**WHAT IS REQUIRED**
Work out how many lines in the entries contain the string "UnitPlacement", and give nothing but that number.

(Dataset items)
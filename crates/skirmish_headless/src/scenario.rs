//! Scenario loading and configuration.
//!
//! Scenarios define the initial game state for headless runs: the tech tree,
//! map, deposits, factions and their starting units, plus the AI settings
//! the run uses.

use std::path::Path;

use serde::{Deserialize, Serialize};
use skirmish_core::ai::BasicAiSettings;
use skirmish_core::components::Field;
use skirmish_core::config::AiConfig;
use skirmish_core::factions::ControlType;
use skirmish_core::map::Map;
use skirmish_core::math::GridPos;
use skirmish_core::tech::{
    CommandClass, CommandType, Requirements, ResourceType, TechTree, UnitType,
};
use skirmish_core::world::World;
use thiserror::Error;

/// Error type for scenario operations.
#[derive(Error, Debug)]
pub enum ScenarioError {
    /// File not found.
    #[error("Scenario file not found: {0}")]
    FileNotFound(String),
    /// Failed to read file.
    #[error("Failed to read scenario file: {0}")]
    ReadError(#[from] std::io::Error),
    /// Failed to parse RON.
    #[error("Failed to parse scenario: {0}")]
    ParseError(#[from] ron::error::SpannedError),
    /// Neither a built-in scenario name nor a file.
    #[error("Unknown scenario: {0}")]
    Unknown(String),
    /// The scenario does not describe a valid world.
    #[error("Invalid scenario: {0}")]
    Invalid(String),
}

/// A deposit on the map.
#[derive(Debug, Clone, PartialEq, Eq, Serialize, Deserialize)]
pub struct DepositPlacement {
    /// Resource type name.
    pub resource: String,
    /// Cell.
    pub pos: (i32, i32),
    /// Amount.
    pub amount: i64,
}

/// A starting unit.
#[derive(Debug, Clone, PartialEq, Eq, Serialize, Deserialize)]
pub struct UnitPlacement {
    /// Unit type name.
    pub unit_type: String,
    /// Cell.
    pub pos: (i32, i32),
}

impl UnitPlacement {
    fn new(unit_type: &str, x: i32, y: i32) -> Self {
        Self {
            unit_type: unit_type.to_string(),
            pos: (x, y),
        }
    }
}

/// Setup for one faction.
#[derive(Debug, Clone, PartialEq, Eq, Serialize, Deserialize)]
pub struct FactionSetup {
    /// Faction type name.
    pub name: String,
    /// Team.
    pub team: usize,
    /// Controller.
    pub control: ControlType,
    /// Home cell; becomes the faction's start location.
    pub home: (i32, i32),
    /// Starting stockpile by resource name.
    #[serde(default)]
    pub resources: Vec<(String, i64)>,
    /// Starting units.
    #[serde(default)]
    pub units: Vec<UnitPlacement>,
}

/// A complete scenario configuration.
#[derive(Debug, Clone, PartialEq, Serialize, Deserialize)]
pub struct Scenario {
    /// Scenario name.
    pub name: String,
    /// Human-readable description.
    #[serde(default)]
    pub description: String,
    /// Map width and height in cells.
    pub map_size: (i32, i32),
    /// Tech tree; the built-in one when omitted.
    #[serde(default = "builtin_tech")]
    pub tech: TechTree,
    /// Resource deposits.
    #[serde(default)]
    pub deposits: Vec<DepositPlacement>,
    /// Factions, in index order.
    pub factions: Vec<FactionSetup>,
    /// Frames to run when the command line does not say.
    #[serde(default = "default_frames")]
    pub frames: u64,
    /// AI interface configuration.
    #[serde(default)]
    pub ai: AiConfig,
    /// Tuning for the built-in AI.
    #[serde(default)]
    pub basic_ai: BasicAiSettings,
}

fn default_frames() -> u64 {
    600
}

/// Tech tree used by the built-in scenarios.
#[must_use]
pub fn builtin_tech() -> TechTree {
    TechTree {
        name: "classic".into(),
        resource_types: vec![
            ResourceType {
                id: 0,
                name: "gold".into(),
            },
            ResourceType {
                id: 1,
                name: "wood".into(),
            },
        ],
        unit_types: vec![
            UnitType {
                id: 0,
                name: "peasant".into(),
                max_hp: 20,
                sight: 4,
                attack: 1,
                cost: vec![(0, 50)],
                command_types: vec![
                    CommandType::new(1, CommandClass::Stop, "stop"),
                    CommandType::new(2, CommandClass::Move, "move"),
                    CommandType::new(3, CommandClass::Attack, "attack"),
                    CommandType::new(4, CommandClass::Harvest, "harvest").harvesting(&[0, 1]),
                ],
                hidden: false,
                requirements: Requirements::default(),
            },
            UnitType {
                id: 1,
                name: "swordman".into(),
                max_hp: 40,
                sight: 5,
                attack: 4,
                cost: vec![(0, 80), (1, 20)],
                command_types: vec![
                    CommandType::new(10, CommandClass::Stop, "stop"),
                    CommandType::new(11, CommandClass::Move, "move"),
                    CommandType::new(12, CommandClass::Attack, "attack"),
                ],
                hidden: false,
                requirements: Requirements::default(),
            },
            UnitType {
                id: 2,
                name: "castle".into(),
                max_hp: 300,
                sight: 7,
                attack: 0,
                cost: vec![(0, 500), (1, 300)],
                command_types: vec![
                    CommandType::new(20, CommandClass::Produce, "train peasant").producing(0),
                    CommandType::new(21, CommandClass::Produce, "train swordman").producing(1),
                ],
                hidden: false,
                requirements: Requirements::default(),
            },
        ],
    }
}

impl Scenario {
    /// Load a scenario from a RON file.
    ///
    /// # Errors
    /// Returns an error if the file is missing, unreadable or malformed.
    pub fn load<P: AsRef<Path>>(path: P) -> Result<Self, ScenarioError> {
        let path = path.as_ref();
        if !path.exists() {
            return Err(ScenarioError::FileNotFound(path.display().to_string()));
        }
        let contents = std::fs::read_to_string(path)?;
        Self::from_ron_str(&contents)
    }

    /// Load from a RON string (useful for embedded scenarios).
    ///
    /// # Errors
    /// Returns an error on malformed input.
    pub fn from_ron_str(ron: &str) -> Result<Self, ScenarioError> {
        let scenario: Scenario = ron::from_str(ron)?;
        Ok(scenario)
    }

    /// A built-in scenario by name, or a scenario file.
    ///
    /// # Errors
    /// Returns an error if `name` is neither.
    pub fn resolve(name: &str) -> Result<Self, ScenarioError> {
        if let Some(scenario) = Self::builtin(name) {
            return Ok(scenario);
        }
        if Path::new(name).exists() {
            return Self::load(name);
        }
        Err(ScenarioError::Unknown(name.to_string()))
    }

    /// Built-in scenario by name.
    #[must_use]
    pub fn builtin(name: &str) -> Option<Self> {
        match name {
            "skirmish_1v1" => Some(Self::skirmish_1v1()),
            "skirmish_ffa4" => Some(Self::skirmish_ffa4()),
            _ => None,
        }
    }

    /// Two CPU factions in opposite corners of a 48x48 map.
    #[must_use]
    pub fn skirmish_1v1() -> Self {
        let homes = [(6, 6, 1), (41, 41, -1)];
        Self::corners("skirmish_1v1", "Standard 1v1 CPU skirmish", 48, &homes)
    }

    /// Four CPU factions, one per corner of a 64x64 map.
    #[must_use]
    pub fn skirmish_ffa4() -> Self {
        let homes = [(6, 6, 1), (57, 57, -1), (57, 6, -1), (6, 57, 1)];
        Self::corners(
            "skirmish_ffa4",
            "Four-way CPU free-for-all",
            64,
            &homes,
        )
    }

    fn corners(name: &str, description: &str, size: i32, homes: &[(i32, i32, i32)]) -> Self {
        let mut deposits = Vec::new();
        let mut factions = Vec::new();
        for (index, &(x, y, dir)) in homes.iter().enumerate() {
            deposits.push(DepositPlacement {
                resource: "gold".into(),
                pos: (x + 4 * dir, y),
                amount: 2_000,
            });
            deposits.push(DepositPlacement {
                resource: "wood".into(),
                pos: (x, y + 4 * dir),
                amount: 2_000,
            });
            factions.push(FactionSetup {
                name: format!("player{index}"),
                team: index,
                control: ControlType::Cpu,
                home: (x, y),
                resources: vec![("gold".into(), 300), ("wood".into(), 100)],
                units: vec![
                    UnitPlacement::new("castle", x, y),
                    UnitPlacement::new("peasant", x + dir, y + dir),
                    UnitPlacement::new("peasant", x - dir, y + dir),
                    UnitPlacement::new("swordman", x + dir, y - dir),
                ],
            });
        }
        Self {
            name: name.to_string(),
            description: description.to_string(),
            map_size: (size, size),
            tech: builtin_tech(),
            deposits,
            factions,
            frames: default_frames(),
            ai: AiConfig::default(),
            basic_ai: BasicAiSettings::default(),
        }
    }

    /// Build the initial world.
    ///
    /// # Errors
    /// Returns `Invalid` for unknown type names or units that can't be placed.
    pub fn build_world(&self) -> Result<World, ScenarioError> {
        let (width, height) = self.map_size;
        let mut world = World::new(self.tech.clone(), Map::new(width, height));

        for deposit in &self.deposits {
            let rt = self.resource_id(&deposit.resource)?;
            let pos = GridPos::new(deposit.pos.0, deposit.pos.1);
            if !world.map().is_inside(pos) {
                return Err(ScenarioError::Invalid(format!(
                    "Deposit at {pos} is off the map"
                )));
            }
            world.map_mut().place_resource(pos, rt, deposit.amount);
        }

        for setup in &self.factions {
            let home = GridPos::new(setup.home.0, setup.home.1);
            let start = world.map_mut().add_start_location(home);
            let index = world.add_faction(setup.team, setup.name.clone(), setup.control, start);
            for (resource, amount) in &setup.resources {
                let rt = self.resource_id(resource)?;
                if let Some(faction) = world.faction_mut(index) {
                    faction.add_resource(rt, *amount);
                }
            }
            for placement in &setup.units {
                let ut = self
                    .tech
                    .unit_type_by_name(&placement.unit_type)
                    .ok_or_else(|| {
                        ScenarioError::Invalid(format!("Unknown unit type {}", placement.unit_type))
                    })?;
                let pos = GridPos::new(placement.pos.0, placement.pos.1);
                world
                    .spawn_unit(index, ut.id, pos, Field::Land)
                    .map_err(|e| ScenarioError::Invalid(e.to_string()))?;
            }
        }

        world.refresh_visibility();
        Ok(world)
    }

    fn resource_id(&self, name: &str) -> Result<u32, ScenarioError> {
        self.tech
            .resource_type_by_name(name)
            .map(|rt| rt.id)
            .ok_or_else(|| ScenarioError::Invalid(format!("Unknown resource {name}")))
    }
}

**SOLUTION TO THIS EXERCISE**
7